- **What you should do**
In the records that follow, show each line where the word "return" is present.
── Information given ──
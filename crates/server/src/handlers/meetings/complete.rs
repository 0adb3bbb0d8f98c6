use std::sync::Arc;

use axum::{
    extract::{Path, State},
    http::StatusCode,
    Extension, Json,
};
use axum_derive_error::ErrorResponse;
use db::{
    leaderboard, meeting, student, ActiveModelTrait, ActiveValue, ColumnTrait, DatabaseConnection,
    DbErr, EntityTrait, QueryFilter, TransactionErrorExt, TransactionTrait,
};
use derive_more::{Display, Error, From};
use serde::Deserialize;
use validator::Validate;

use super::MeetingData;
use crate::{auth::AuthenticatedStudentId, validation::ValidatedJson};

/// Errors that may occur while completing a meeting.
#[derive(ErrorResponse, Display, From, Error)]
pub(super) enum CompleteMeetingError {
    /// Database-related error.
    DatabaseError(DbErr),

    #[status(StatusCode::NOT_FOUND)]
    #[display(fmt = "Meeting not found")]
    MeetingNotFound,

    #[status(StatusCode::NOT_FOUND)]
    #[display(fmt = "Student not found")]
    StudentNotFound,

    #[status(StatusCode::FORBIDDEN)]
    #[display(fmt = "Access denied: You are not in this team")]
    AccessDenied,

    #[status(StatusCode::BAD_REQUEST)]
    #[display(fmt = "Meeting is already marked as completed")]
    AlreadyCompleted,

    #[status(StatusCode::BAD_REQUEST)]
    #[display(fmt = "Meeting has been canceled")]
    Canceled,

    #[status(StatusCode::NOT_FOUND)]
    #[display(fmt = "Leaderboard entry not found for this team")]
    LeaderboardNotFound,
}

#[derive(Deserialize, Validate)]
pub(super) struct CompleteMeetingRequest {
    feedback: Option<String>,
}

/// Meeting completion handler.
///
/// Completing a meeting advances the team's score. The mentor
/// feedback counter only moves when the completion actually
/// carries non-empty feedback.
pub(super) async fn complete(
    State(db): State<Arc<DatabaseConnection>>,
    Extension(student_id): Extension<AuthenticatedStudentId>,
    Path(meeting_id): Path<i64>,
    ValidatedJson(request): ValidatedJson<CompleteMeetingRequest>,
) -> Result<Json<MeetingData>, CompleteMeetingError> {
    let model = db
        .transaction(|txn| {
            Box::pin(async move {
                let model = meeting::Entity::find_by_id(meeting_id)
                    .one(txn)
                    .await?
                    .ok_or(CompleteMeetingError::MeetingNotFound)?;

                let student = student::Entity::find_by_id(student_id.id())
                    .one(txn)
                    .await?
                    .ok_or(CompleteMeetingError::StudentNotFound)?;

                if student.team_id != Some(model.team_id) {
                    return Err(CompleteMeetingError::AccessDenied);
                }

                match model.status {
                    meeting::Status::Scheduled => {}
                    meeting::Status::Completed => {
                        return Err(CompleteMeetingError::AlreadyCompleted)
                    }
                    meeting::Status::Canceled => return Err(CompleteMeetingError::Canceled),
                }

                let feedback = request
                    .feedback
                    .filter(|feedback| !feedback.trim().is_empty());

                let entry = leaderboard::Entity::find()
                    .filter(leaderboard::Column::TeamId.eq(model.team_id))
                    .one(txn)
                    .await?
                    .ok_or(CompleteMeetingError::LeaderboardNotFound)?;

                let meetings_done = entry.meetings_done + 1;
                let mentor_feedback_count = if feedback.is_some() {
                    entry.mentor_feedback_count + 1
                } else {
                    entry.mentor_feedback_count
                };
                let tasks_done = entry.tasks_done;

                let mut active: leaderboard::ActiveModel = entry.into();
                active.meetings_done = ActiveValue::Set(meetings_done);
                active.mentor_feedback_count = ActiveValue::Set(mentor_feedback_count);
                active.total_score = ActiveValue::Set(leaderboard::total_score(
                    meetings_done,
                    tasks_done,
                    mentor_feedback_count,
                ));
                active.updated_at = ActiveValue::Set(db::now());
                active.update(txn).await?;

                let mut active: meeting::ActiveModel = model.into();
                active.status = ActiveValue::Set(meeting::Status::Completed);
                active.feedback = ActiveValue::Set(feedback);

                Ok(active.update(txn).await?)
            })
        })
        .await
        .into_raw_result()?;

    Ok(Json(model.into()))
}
───
- **Expected answer**
                    return Err(CompleteMeetingError::AccessDenied);
                        return Err(CompleteMeetingError::AlreadyCompleted)
                    meeting::Status::Canceled => return Err(CompleteMeetingError::Canceled),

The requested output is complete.